◆ Task prompt
Read the data below line by line and state how many lines hold "PartialEq". Nothing else belongs in the answer.

(Dataset entries)
________________________________________

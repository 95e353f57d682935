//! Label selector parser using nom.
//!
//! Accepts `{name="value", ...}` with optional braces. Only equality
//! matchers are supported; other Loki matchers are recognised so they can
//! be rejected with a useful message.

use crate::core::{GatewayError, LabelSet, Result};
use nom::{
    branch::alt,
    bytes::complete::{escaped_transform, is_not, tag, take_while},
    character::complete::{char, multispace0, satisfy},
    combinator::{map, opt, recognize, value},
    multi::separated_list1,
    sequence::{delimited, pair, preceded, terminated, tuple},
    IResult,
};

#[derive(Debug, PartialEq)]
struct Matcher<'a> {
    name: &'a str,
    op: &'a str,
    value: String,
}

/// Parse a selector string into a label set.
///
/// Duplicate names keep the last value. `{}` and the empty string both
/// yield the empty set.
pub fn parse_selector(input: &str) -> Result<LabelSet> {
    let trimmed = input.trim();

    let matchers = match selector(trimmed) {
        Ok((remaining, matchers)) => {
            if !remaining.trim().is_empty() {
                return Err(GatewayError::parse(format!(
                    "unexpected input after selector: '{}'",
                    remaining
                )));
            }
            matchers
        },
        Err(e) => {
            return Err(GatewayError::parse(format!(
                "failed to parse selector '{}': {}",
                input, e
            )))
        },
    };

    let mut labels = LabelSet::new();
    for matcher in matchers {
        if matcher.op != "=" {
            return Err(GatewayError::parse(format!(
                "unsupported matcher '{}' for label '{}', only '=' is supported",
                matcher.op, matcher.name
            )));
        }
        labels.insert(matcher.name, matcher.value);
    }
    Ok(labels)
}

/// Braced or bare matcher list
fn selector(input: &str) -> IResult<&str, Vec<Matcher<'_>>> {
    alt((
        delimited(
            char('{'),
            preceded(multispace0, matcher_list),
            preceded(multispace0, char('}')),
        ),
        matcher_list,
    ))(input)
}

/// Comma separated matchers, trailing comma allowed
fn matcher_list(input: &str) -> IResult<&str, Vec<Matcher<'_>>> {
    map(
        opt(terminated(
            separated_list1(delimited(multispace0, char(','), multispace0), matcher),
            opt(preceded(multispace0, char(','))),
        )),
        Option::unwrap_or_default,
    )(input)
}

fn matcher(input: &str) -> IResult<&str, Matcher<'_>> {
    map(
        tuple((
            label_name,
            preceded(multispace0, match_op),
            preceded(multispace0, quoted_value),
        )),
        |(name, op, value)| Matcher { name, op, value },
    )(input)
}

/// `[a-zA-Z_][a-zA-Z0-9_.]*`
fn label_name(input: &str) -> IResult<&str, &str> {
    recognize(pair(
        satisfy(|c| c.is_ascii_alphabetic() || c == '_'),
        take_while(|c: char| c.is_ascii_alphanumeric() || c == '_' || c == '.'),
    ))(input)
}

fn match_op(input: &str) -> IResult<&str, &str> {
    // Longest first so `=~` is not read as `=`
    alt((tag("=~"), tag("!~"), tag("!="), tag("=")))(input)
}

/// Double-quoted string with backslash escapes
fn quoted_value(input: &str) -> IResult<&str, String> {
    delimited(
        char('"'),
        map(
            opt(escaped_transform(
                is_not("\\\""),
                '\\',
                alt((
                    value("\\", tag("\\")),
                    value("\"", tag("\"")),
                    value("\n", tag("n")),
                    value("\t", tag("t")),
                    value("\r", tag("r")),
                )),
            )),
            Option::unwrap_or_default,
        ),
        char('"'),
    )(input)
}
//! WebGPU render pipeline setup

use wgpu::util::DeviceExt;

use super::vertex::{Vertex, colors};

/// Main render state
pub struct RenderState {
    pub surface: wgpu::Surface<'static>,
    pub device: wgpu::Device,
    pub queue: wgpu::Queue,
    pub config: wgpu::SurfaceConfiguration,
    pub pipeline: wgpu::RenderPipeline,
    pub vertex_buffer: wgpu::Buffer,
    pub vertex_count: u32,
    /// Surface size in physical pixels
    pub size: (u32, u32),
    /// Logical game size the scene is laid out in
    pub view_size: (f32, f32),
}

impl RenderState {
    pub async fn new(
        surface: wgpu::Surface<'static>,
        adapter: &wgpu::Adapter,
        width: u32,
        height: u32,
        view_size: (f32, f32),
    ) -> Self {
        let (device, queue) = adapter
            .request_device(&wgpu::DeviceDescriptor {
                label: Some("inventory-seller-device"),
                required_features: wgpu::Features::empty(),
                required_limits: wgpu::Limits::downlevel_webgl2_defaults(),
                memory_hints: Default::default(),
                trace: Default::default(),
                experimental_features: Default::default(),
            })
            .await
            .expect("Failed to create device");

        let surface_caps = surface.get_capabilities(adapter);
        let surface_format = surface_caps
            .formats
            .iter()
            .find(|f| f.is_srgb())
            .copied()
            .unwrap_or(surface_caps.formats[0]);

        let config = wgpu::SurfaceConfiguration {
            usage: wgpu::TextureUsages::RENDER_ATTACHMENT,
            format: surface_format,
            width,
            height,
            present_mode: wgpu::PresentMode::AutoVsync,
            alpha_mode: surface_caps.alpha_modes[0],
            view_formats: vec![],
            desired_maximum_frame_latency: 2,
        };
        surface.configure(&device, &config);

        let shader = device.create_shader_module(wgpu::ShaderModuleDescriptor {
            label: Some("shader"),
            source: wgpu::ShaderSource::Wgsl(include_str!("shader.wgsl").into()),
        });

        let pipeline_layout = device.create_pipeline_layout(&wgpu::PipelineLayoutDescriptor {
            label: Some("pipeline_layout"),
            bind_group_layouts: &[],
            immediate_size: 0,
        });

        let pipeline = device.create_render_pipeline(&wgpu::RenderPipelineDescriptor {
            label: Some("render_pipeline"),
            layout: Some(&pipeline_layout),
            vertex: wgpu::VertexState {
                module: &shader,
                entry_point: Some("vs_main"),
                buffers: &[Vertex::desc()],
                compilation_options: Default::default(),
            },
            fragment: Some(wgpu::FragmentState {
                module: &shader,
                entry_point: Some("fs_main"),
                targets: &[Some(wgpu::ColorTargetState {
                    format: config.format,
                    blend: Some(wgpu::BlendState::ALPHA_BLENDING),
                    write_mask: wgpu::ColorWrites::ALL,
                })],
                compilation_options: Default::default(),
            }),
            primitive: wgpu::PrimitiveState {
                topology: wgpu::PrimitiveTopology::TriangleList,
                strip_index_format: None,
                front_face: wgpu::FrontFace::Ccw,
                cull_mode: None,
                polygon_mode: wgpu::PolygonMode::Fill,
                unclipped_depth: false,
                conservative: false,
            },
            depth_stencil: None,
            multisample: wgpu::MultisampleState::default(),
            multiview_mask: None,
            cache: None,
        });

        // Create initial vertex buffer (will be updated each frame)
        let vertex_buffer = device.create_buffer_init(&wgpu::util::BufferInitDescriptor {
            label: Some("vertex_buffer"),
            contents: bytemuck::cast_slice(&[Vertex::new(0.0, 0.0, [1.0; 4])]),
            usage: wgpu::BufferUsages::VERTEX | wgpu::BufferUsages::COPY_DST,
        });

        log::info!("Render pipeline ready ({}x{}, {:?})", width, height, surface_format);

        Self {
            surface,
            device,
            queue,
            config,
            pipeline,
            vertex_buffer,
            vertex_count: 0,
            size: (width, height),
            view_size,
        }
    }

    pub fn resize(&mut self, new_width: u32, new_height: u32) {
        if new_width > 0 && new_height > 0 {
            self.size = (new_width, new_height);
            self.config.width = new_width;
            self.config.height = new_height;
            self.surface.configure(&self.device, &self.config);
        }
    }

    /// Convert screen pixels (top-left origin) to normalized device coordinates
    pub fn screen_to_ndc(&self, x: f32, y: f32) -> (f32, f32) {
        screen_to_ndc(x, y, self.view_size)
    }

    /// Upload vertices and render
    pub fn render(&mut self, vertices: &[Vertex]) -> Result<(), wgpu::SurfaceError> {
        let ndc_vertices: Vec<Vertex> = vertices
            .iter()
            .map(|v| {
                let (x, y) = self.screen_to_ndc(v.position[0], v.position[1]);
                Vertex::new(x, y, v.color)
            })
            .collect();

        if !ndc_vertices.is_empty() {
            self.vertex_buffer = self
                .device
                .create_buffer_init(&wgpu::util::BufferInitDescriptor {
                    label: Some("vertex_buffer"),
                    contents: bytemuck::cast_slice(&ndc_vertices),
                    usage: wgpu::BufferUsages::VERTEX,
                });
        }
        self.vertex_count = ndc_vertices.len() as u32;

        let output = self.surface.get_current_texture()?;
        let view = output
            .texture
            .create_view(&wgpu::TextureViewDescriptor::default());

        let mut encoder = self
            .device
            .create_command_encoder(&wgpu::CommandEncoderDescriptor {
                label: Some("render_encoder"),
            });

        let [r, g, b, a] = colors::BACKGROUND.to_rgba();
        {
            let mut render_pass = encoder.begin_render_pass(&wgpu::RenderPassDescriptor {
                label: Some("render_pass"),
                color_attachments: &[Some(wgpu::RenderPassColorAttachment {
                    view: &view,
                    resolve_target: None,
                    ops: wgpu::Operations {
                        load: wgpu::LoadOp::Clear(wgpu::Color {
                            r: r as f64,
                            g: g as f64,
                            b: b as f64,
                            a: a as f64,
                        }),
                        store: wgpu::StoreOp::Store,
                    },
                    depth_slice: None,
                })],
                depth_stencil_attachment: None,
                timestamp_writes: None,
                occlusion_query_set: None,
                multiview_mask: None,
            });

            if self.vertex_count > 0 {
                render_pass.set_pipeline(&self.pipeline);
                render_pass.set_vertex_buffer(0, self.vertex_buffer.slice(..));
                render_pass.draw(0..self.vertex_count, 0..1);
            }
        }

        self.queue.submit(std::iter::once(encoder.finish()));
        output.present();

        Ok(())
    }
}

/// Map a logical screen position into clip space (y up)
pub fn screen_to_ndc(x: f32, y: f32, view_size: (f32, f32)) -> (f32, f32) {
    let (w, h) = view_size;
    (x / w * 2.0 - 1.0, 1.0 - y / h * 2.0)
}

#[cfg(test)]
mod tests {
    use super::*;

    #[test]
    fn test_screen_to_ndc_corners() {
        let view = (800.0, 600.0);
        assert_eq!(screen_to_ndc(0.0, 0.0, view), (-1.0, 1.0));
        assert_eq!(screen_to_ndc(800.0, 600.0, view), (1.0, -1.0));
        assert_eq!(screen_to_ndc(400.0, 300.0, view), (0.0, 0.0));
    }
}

________________________________________

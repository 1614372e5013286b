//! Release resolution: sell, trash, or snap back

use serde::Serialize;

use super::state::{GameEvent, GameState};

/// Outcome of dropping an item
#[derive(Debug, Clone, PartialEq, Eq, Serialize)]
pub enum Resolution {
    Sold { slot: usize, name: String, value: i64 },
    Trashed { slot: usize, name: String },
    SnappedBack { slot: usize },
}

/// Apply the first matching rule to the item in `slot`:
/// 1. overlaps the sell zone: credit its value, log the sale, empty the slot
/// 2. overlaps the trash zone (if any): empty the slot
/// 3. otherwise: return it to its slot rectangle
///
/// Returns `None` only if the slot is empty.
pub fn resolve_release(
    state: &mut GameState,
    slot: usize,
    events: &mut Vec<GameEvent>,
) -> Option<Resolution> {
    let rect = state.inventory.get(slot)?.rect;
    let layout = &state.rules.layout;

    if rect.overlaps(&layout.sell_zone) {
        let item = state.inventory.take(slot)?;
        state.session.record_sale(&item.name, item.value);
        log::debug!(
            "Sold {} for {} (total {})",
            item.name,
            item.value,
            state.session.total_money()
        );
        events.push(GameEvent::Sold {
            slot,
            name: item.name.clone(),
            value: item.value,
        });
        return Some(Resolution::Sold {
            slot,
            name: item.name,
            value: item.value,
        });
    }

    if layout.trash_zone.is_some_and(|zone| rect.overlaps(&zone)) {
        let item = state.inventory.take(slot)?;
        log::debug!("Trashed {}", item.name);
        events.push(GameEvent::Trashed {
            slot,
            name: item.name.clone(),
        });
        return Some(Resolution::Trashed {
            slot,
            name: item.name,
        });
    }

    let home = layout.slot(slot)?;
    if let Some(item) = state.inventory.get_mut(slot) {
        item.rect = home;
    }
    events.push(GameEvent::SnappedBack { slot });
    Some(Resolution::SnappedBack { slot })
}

________________________________________

◆ Reply
2